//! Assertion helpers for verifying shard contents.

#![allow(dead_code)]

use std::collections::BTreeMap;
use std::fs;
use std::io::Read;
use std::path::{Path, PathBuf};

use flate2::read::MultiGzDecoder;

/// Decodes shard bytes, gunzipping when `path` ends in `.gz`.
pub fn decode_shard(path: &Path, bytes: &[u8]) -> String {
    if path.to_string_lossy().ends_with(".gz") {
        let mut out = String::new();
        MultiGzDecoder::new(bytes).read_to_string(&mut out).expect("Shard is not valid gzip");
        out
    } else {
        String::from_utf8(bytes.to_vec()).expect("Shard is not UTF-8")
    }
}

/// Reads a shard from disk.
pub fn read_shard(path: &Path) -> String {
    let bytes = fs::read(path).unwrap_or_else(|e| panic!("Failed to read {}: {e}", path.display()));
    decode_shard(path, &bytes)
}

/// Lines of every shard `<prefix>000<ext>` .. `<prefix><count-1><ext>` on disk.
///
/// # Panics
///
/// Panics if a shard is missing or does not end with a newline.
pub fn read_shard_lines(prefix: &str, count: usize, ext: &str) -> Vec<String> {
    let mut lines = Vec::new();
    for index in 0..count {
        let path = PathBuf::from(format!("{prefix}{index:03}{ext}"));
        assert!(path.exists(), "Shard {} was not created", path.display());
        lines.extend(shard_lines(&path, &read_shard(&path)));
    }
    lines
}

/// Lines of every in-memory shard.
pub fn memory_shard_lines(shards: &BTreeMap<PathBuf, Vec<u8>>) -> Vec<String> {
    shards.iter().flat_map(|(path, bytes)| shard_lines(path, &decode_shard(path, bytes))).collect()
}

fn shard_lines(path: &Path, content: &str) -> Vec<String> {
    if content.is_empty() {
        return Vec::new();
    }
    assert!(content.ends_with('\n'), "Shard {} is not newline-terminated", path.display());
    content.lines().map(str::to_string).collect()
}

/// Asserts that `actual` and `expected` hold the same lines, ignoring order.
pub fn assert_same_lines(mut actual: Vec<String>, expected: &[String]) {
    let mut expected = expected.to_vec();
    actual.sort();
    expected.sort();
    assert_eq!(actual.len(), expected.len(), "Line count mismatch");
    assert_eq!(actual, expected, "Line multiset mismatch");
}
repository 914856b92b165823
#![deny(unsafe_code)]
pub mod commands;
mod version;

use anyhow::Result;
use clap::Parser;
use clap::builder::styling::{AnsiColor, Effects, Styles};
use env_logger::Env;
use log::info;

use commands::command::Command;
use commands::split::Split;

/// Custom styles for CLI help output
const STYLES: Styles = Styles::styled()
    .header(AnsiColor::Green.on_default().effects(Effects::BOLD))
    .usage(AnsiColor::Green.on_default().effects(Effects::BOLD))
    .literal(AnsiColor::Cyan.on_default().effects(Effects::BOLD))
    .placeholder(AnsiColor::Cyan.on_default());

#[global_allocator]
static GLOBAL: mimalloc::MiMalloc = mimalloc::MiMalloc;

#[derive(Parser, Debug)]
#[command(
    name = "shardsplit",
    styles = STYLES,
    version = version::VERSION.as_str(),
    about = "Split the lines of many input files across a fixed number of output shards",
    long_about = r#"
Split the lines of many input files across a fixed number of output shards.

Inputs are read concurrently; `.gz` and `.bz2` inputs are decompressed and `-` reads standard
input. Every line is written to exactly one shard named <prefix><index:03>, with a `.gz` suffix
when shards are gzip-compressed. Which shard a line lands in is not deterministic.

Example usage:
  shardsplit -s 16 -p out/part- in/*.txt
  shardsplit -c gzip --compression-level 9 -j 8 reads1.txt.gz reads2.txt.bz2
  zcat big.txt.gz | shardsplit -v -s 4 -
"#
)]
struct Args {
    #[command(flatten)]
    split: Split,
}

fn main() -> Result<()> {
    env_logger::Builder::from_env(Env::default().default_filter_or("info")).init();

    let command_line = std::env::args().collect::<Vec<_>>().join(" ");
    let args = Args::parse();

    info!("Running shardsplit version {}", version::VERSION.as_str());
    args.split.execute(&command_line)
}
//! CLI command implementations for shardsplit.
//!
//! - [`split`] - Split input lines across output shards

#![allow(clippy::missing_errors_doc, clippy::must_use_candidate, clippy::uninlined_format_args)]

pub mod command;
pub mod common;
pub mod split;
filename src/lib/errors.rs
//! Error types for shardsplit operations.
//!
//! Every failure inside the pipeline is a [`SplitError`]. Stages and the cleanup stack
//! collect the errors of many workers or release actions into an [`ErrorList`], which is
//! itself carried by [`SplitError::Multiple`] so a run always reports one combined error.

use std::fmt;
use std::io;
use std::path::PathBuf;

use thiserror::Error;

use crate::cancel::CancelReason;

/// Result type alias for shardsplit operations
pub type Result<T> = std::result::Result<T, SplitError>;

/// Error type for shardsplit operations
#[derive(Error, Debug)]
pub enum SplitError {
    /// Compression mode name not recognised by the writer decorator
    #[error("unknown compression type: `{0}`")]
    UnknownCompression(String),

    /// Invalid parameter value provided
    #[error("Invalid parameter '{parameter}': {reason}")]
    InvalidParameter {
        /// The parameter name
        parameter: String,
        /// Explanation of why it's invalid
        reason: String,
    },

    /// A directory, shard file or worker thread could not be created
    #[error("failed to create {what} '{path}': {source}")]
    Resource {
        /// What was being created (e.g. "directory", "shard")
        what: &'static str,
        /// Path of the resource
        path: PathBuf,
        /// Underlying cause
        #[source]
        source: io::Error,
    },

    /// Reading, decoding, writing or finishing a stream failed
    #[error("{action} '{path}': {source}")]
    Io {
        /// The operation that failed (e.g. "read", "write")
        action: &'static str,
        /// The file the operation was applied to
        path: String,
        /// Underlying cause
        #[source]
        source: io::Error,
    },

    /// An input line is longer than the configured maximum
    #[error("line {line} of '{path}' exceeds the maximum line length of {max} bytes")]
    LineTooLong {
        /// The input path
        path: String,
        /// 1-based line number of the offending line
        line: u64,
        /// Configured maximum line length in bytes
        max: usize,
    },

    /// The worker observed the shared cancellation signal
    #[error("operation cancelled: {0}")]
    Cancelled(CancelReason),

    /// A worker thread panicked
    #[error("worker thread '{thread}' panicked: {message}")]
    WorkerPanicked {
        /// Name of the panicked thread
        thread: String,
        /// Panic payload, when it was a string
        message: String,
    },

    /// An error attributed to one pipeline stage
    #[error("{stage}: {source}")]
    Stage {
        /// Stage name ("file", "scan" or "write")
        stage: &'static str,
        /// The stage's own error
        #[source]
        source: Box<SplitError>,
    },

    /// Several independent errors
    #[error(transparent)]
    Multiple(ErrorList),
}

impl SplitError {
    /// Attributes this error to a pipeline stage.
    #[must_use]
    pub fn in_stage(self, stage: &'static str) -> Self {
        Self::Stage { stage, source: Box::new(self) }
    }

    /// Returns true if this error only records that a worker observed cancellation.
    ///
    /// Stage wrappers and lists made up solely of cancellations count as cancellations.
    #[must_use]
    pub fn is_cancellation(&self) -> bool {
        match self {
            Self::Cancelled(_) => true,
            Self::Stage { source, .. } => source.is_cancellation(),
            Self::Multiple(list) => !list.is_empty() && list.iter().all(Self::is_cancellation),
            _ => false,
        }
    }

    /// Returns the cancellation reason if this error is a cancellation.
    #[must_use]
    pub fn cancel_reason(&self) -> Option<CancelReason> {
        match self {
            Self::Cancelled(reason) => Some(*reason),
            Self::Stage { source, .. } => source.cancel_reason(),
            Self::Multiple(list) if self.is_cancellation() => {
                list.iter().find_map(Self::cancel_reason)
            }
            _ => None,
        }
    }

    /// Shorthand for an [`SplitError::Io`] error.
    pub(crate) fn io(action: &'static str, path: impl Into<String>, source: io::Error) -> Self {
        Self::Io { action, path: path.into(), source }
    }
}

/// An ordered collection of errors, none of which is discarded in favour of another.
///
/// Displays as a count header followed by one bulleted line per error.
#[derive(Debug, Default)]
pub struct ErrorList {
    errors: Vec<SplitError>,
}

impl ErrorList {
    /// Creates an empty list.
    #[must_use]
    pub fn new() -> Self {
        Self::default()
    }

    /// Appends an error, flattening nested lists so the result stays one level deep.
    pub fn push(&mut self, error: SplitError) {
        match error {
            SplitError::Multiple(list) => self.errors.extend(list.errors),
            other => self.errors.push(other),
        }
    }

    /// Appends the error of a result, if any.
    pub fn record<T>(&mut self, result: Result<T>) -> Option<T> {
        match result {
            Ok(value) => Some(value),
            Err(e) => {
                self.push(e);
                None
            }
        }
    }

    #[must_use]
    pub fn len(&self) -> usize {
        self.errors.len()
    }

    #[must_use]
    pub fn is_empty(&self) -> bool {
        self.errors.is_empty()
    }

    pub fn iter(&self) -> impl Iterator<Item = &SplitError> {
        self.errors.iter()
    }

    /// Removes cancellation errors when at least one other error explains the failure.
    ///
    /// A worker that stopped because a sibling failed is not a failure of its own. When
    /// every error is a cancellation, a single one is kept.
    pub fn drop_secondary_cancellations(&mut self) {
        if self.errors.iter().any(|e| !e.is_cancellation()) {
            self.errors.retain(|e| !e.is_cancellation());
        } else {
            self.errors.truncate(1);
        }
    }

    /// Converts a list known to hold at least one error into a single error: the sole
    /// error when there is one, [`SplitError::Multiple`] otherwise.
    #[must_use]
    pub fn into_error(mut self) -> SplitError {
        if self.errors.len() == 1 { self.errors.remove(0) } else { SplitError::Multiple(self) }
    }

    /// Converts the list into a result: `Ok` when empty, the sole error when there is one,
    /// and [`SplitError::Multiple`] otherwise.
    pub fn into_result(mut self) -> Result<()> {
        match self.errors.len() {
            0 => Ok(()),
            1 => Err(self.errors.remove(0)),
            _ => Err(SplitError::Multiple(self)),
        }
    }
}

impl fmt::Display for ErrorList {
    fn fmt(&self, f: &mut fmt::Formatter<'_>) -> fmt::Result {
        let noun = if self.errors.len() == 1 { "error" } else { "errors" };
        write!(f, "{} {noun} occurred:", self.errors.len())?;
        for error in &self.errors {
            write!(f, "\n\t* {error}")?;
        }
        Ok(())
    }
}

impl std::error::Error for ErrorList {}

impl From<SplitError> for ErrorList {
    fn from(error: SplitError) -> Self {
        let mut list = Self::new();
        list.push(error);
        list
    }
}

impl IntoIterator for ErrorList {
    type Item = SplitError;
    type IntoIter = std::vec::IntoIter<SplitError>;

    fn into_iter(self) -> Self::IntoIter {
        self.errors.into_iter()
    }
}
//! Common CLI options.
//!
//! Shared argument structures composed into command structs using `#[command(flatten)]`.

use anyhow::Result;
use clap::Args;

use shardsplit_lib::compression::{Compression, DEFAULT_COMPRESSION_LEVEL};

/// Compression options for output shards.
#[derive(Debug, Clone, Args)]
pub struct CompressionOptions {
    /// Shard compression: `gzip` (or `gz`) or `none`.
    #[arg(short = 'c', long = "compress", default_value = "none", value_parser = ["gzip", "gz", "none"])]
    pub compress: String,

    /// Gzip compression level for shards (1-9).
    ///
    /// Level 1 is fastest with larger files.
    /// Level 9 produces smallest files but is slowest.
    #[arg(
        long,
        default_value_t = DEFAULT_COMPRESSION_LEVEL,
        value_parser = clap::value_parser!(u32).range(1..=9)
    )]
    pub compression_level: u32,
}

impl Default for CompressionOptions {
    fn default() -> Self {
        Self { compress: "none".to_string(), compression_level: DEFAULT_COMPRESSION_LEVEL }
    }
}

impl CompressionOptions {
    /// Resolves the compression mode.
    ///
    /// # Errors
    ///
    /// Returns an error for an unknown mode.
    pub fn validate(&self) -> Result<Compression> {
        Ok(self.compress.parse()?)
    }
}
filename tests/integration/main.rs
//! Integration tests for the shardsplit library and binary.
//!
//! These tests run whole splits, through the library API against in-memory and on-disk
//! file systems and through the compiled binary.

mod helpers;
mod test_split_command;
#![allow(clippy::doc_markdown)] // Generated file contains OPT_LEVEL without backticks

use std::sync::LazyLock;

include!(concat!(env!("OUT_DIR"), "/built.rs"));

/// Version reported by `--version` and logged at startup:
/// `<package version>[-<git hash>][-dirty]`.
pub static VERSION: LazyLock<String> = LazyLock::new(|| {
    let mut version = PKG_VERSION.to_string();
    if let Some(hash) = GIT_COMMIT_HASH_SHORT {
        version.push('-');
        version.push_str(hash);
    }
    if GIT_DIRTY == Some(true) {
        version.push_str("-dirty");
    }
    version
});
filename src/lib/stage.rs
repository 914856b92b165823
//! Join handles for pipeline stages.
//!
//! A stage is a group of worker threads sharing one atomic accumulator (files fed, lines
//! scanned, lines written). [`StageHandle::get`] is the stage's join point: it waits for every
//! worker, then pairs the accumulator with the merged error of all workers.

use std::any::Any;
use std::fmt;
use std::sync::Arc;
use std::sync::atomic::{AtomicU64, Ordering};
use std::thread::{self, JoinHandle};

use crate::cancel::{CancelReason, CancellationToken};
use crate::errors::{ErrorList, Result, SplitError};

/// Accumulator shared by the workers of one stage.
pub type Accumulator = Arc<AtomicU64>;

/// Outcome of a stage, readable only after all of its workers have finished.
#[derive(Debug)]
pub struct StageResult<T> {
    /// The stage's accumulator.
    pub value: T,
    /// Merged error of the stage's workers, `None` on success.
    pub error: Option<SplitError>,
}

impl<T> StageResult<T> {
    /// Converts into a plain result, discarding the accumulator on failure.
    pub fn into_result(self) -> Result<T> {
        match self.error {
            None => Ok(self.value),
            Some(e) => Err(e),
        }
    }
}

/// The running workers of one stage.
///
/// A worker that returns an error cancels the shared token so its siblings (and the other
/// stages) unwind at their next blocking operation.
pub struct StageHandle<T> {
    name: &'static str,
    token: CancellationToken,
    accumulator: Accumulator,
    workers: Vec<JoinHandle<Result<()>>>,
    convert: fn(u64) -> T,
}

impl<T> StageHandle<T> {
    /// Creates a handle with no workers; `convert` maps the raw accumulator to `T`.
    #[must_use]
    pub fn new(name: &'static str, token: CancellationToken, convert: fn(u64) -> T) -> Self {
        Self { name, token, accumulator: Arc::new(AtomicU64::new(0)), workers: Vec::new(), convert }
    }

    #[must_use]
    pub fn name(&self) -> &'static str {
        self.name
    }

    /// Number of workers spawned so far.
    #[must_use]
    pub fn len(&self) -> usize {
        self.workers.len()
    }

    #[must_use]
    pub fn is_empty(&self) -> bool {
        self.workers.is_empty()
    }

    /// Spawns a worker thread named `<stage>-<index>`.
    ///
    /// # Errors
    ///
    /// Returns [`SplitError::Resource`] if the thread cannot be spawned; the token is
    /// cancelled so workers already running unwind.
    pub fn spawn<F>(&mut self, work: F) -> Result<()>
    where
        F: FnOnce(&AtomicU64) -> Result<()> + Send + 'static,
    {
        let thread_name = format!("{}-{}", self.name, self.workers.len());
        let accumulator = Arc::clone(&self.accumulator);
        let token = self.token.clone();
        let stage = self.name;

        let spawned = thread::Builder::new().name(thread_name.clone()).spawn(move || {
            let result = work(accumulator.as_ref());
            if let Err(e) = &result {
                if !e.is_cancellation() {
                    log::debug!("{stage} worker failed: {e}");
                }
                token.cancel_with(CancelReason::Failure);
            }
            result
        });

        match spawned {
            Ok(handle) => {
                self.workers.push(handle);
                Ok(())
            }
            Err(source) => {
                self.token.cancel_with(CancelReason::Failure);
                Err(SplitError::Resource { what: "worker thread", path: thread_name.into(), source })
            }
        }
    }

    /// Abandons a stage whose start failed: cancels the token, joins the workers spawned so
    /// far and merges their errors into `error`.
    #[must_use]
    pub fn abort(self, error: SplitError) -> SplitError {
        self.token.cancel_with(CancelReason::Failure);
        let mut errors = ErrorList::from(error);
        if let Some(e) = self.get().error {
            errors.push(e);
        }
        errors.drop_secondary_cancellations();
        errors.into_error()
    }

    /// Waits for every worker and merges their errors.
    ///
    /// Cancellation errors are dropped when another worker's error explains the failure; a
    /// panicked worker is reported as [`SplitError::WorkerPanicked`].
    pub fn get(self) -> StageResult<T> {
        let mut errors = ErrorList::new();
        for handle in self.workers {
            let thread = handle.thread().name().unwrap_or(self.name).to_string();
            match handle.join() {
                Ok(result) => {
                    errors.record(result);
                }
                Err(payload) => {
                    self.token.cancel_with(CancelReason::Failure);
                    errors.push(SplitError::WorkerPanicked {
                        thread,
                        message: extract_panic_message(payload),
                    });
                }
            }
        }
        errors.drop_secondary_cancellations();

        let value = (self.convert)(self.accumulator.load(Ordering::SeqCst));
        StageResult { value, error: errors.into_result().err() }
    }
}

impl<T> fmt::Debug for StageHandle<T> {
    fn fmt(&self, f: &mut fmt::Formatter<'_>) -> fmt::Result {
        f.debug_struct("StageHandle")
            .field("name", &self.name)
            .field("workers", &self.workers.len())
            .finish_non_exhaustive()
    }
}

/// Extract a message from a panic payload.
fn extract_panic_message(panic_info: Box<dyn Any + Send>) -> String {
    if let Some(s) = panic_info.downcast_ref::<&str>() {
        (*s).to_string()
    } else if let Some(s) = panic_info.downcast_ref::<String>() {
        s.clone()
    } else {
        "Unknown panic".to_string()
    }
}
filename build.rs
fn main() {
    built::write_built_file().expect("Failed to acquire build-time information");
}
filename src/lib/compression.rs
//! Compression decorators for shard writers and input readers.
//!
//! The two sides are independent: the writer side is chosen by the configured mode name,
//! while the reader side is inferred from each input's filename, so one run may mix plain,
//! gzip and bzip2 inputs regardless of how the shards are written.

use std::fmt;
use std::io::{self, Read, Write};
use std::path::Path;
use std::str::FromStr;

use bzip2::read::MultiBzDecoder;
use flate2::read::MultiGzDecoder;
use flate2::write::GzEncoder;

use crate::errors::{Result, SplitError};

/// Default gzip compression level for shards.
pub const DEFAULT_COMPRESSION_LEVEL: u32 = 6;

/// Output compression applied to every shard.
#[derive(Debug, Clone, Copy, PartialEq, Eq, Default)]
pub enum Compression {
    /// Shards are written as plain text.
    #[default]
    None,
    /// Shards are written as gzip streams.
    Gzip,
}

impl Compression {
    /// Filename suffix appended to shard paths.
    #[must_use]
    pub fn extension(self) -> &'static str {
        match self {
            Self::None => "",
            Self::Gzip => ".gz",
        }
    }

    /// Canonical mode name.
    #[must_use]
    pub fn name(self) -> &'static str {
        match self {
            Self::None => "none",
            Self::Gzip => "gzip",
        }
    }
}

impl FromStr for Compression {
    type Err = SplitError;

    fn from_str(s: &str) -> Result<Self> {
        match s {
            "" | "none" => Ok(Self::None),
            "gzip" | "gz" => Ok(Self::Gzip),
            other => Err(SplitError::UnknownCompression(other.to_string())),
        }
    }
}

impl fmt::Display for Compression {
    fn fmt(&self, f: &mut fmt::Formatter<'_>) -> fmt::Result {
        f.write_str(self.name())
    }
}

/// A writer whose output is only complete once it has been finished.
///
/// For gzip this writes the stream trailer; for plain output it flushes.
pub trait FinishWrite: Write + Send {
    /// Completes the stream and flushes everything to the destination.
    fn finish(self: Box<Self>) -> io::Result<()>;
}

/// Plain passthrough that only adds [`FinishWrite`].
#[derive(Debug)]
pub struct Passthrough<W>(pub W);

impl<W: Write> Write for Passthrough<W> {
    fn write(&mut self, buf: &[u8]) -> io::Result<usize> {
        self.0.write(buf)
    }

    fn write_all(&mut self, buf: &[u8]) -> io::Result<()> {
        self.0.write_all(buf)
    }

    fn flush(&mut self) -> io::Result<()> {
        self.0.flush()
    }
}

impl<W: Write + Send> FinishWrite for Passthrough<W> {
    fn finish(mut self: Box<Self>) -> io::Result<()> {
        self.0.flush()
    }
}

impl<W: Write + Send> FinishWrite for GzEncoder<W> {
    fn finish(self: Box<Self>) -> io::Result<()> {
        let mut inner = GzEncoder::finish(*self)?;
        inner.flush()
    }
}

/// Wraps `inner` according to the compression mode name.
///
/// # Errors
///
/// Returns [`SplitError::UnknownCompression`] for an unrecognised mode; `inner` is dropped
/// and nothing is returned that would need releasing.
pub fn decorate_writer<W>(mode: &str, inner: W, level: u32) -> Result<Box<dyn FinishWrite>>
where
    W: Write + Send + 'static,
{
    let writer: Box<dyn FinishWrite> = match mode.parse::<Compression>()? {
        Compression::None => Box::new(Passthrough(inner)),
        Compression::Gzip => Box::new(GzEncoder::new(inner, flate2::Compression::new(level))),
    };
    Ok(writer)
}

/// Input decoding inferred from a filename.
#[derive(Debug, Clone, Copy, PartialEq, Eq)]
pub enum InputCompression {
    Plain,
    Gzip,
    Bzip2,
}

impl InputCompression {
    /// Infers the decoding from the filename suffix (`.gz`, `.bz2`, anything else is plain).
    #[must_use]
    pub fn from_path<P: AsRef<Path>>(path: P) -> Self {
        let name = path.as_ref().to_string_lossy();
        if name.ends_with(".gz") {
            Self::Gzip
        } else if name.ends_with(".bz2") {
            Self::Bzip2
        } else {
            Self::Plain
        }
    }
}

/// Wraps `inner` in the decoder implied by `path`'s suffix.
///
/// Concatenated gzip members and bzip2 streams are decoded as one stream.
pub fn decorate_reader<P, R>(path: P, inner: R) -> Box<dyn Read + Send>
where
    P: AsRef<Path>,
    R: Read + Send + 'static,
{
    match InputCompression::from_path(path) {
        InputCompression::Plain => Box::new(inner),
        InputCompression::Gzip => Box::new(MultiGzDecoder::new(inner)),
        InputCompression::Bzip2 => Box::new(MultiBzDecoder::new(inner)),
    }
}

______

▸ **Aim of the exercise**:
What this exercise asks for is every line of the data above with the word "inferred".

▸ **Solution for this exercise**:
//! while the reader side is inferred from each input's filename, so one run may mix plain,
/// Input decoding inferred from a filename.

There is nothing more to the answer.